Klare Botschaft für Suchende: Der Versuch, ein fremdes Gespräch heimlich aufzunehmen, rechtfertigt die sofortige Beendigung des Dienstverhältnisses wegen Vertrauensunwürdigkeit; das stellte der OGH am 21.04.2023 in 8ObA18/23i fest – ein späterer Höflichkeitstausch des Arbeitgebers bedeutet keinen Verzicht.

Was zählt rechtlich – und wann kippt ein Entlassungsgrund?

Die Entlassung stützt sich auf § 27 Z 1 letzter Fall Angestelltengesetz (AngG), der die Vertrauensunwürdigkeit als Grund für die fristlose Beendigung nennt. In einer Vertrauensfunktion wie der Vorstandsassistenz ist die Schwelle niedrig: Schon der Versuch, sensible Kommunikation zu unterlaufen, zerrüttet das Vertrauen. Hinzu kommt die strafrechtliche Dimension: § 120 Abs 1 Strafgesetzbuch (StGB) stellt den Mitschnitt fremder Gespräche unter Strafe.

Wichtig ist auch das Timing. Entlassungsgründe müssen „unverzüglich“ geltend gemacht werden. Das ergibt sich aus der ständigen Rechtsprechung und sichert beiden Seiten Klarheit. Gleichzeitig kann ein Arbeitgeber dieses Recht durch sein Verhalten verwirken, wenn er beim Angestellten den berechtigten Eindruck erweckt, auf die Entlassung zu verzichten – etwa indem er trotz vollständiger Kenntnis des Vorfalls fortgesetzt und widerspruchslos weiterarbeiten lässt.

Im vorliegenden Fall verneinte der OGH einen Verzicht. Die Ankündigung, übers Wochenende nachzudenken, die Teilnahme an einer bereits geplanten Organisationsbesprechung und eine höfliche Verabschiedung („schönes Wochenende“) sind keine Signale, die ein objektiv berechtigtes Vertrauen auf Fortsetzung des Dienstverhältnisses begründen. Entscheidender ist, dass der Dienstgeber den Sachverhalt zügig prüft, Beweise sichert und zeitnah entscheidet. Für Betroffene, die Entlassung ungerechtfertigt OGH recherchieren, ist die Unverzüglichkeit ein zentrales Kriterium.

In Österreich gilt: Wer in einer Vertrauensstellung den Mitschnitt eines fremden Gesprächs vorbereitet, setzt einen Entlassungsgrund nach § 27 Z 1 AngG; der Mitschnitt fremder Gespräche ist zusätzlich nach § 120 Abs 1 StGB strafbar. Der Arbeitgeber verliert sein Entlassungsrecht nicht durch bloße Höflichkeiten, sondern nur durch klare, verlässliche Verzichtssignale.

Für Orientierung im österreichischen Arbeitsrecht: Das Angestelltengesetz (AngG) als Kerngesetz finden Sie im Rechtsinformationssystem des Bundes unter Geltende Fassung. Daneben prägen das Allgemeine Bürgerliche Gesetzbuch (ABGB) und die Zivilprozessordnung (ZPO) viele Grundfragen, etwa Verjährung, Beweis und Rechtsmittelschranken.

OGH-Entscheidung – warum schon der Versuch reicht und kein Verzicht vorlag (Entlassung ungerechtfertigt OGH)

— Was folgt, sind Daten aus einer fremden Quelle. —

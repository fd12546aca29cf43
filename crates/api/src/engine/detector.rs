//! Async front of the core conflict detector: assembles the stored
//! snapshot and calendar facts, then runs the pure detection.
//!
//! Every entry creation path in the service goes through here; nothing
//! writes to the entry store without a report.

use sqlx::PgPool;

use collegium_core::conflict::{self, BatchDepartments, ConflictReport};
use collegium_core::timetable::{EntryDraft, ExistingEntry};
use collegium_core::types::DbId;

use crate::engine::facts;
use crate::error::{AppError, AppResult};

/// Run conflict detection for `drafts` against current stored state.
///
/// `exclude_entry_ids` removes entries this same operation is about to
/// rewrite from the stored snapshot (their old slots are vacated in the
/// same transaction that fills the new ones).
pub async fn detect(
    pool: &PgPool,
    drafts: &[EntryDraft],
    departments: &BatchDepartments,
    exclude_entry_ids: &[DbId],
) -> AppResult<ConflictReport> {
    for draft in drafts {
        draft.validate()?;
    }

    let mut batch_ids: Vec<DbId> = drafts.iter().map(|d| d.batch_id).collect();
    batch_ids.sort_unstable();
    batch_ids.dedup();

    let mut faculty_ids: Vec<DbId> = drafts.iter().filter_map(|d| d.kind.faculty_id()).collect();
    faculty_ids.sort_unstable();
    faculty_ids.dedup();

    let rows = collegium_db::repositories::TimetableEntryRepo::conflict_candidates(
        pool,
        &batch_ids,
        &faculty_ids,
    )
    .await?;

    let existing: Vec<ExistingEntry> = rows
        .iter()
        .filter(|r| !exclude_entry_ids.contains(&r.id))
        .map(|r| r.to_existing())
        .collect::<Result<_, _>>()?;

    let facts = facts::load(pool).await?;

    conflict::detect(drafts, &existing, &facts, departments).map_err(AppError::from)
}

Der Oberste Gerichtshof hat am 21.04.2023 (8ObA18/23i) entschieden, dass der Versuch einer heimlichen Aufnahme eines fremden Gesprächs durch eine Vorstandssekretärin die Entlassung wegen Vertrauensunwürdigkeit rechtfertigt und die außerordentliche Revision nach § 508a Abs 2 Zivilprozessordnung (ZPO) mangels erheblicher Rechtsfrage (§ 502 Abs 1 ZPO) zurückzuweisen ist. Die Entscheidung liefert Orientierung für Fälle rund um Entlassung ungerechtfertigt OGH.

Das zentrale Argument: In einer hochsensiblen Assistenzfunktion ist die Vertrauensbasis entscheidend. Wer eine verdeckte Tonaufnahme vorbereitet, bricht dieses Fundament – selbst dann, wenn am Ende keine verwertbare Aufnahme entsteht. Der OGH betont den Unterschied zur Aufzeichnung eigener Gespräche. Fremde Mitschnitte verletzen die Geheimsphäre besonders schwer und sind nach § 120 Abs 1 StGB strafbar.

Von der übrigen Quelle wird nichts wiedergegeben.